GOAL OF THE EXERCISE
Make a word-for-word copy of the entries below from their first line through the line with "let project = db", and add nothing.
_____
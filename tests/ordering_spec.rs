//! Ordering properties of column and task position spaces.
//!
//! Each test drives the public `Database` API and checks that every space
//! stays numbered exactly `0..n`, plus the concrete behaviour of each
//! operation.

use proptest::prelude::*;
use taskboard::db::Database;
use taskboard::models::*;
use taskboard::BoardError;
use uuid::Uuid;

fn setup() -> (Database, Project, Vec<BoardColumn>) {
    let db = Database::open_memory().expect("Failed to create database");
    db.migrate().expect("Failed to migrate");
    let project = db
        .create_project(CreateProjectInput {
            name: "Board".to_string(),
            description: None,
        })
        .expect("Failed to create project");
    let columns = db.get_project_columns(project.id).expect("Query failed");
    (db, project, columns)
}

fn add(db: &Database, column: Uuid, title: &str, position: i64) -> Task {
    db.create_task(
        column,
        CreateTaskInput {
            title: title.to_string(),
            position,
            ..Default::default()
        },
    )
    .expect("Failed to create task")
}

/// Titles in position order, asserting the positions are `0..n`.
fn dense_titles(db: &Database, column: Uuid) -> Vec<String> {
    let tasks = db.get_column_tasks(column).expect("Query failed");
    let positions: Vec<i64> = tasks.iter().map(|t| t.position).collect();
    assert_eq!(positions, (0..tasks.len() as i64).collect::<Vec<_>>());
    tasks.into_iter().map(|t| t.title).collect()
}

fn ids(db: &Database, column: Uuid) -> Vec<Uuid> {
    db.get_column_tasks(column)
        .expect("Query failed")
        .into_iter()
        .map(|t| t.id)
        .collect()
}

mod scenarios {
    use super::*;

    #[test]
    fn reposition_to_front_then_delete() {
        let (db, _, columns) = setup();
        let col = columns[0].id;
        let a = add(&db, col, "A", 0);
        add(&db, col, "B", 1);
        let c = add(&db, col, "C", 2);

        db.move_task(c.id, MoveTaskInput { column_id: col, position: 0 })
            .expect("Move failed");
        assert_eq!(dense_titles(&db, col), vec!["C", "A", "B"]);

        db.delete_task(a.id).expect("Delete failed");
        assert_eq!(dense_titles(&db, col), vec!["C", "B"]);
    }

    #[test]
    fn insert_into_empty_space_past_the_end_lands_at_zero() {
        let (db, _, columns) = setup();

        let task = add(&db, columns[0].id, "Only", 5);

        assert_eq!(task.position, 0);
        assert_eq!(dense_titles(&db, columns[0].id), vec!["Only"]);
    }

    #[test]
    fn reposition_is_idempotent() {
        let (db, _, columns) = setup();
        let col = columns[0].id;
        for (i, title) in ["A", "B", "C", "D"].iter().enumerate() {
            add(&db, col, title, i as i64);
        }
        let b = ids(&db, col)[1];
        let to = MoveTaskInput { column_id: col, position: 3 };

        db.move_task(b, to).expect("Move failed");
        let after_first = dense_titles(&db, col);
        db.move_task(b, to).expect("Move failed");

        assert_eq!(dense_titles(&db, col), after_first);
    }

    #[test]
    fn reposition_round_trip_restores_order() {
        let (db, _, columns) = setup();
        let col = columns[0].id;
        for (i, title) in ["A", "B", "C", "D", "E"].iter().enumerate() {
            add(&db, col, title, i as i64);
        }
        let original = dense_titles(&db, col);
        let d = ids(&db, col)[3];

        db.move_task(d, MoveTaskInput { column_id: col, position: 0 })
            .expect("Move failed");
        db.move_task(d, MoveTaskInput { column_id: col, position: 3 })
            .expect("Move failed");

        assert_eq!(dense_titles(&db, col), original);
    }

    #[test]
    fn delete_keeps_relative_order() {
        let (db, _, columns) = setup();
        let col = columns[0].id;
        for (i, title) in ["A", "B", "C", "D"].iter().enumerate() {
            add(&db, col, title, i as i64);
        }

        db.delete_task(ids(&db, col)[0]).expect("Delete failed");

        assert_eq!(dense_titles(&db, col), vec!["B", "C", "D"]);
    }

    #[test]
    fn relocate_conserves_members() {
        let (db, _, columns) = setup();
        let (from, to) = (columns[0].id, columns[1].id);
        for (i, title) in ["A", "B", "C"].iter().enumerate() {
            add(&db, from, title, i as i64);
        }
        for (i, title) in ["X", "Y"].iter().enumerate() {
            add(&db, to, title, i as i64);
        }
        let b = ids(&db, from)[1];

        let moved = db
            .move_task(b, MoveTaskInput { column_id: to, position: 0 })
            .expect("Move failed");

        assert_eq!(moved.position, 0);
        assert_eq!(dense_titles(&db, from), vec!["A", "C"]);
        assert_eq!(dense_titles(&db, to), vec!["B", "X", "Y"]);
    }

    #[test]
    fn negative_positions_are_rejected_everywhere() {
        let (db, _, columns) = setup();
        let task = add(&db, columns[0].id, "A", 0);

        let moved = db.move_task(task.id, MoveTaskInput { column_id: columns[1].id, position: -1 });
        let updated = db.update_task(task.id, UpdateTaskInput {
            position: Some(-3),
            ..Default::default()
        });

        assert!(matches!(moved, Err(BoardError::InvalidArgument(_))));
        assert!(matches!(updated, Err(BoardError::InvalidArgument(_))));
        assert_eq!(dense_titles(&db, columns[0].id), vec!["A"]);
    }

    #[test]
    fn invalid_update_does_not_move_anything() {
        let (db, _, columns) = setup();
        let col = columns[0].id;
        add(&db, col, "A", 0);
        let b = add(&db, col, "B", 1);

        let long_title = "x".repeat(500);
        let result = db.update_task(b.id, UpdateTaskInput {
            title: Some(long_title),
            position: Some(0),
            ..Default::default()
        });

        assert!(matches!(result, Err(BoardError::InvalidArgument(_))));
        assert_eq!(dense_titles(&db, col), vec!["A", "B"]);
    }

    #[test]
    fn bulk_reorder_on_columns_is_all_or_nothing() {
        let (db, project, columns) = setup();
        let mut reversed: Vec<Uuid> = columns.iter().map(|c| c.id).collect();
        reversed.reverse();

        db.reorder_columns(project.id, &reversed).expect("Reorder failed");
        let names: Vec<_> = db
            .get_project_columns(project.id)
            .expect("Query failed")
            .into_iter()
            .map(|c| (c.position, c.name))
            .collect();
        assert_eq!(
            names,
            vec![
                (0, "Done".to_string()),
                (1, "In Progress".to_string()),
                (2, "To Do".to_string())
            ]
        );

        reversed.push(Uuid::new_v4());
        assert!(db.reorder_columns(project.id, &reversed).is_err());
        assert!(db.check_board(project.id).expect("Check failed"));
    }
}

// ============================================================
// Random operation sequences
// ============================================================

#[derive(Debug, Clone)]
enum Op {
    Insert { column: usize, position: i64 },
    Move { pick: usize, column: usize, position: i64 },
    Delete { pick: usize },
}

fn op() -> impl Strategy<Value = Op> {
    prop_oneof![
        (0..2usize, 0..8i64).prop_map(|(column, position)| Op::Insert { column, position }),
        (any::<usize>(), 0..2usize, 0..8i64)
            .prop_map(|(pick, column, position)| Op::Move { pick, column, position }),
        any::<usize>().prop_map(|pick| Op::Delete { pick }),
    ]
}

/// Expected state: task ids per column, in order.
fn model_insert(model: &mut [Vec<Uuid>], column: usize, position: i64, id: Uuid) {
    let slot = (position as usize).min(model[column].len());
    model[column].insert(slot, id);
}

proptest! {
    #![proptest_config(ProptestConfig::with_cases(48))]

    #[test]
    fn any_sequence_matches_the_list_model(ops in prop::collection::vec(op(), 1..30)) {
        let (db, project, columns) = setup();
        let scopes = [columns[0].id, columns[1].id];
        let mut model: Vec<Vec<Uuid>> = vec![Vec::new(), Vec::new()];
        let mut counter = 0;

        for op in ops {
            let all: Vec<(usize, Uuid)> = model
                .iter()
                .enumerate()
                .flat_map(|(c, ids)| ids.iter().map(move |id| (c, *id)))
                .collect();

            match op {
                Op::Insert { column, position } => {
                    counter += 1;
                    let task = add(&db, scopes[column], &format!("t{counter}"), position);
                    model_insert(&mut model, column, position, task.id);
                }
                Op::Move { pick, column, position } => {
                    if all.is_empty() {
                        continue;
                    }
                    let (from, id) = all[pick % all.len()];
                    db.move_task(id, MoveTaskInput { column_id: scopes[column], position })
                        .expect("Move failed");
                    model[from].retain(|x| *x != id);
                    model_insert(&mut model, column, position, id);
                }
                Op::Delete { pick } => {
                    if all.is_empty() {
                        continue;
                    }
                    let (from, id) = all[pick % all.len()];
                    prop_assert!(db.delete_task(id).expect("Delete failed"));
                    model[from].retain(|x| *x != id);
                }
            }

            for (c, scope) in scopes.iter().enumerate() {
                dense_titles(&db, *scope);
                prop_assert_eq!(&ids(&db, *scope), &model[c]);
            }
        }

        prop_assert!(db.check_board(project.id).expect("Check failed"));
    }
}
_____
YOUR RESPONSE
filename tests/ordering_spec.rs
//! Ordering properties of column and task position spaces.
//!
//! Each test drives the public `Database` API and checks that every space
//! stays numbered exactly `0..n`, plus the concrete behaviour of each
//! operation.

use proptest::prelude::*;
use taskboard::db::Database;
use taskboard::models::*;
use taskboard::BoardError;
use uuid::Uuid;

fn setup() -> (Database, Project, Vec<BoardColumn>) {
    let db = Database::open_memory().expect("Failed to create database");
    db.migrate().expect("Failed to migrate");
    let project = db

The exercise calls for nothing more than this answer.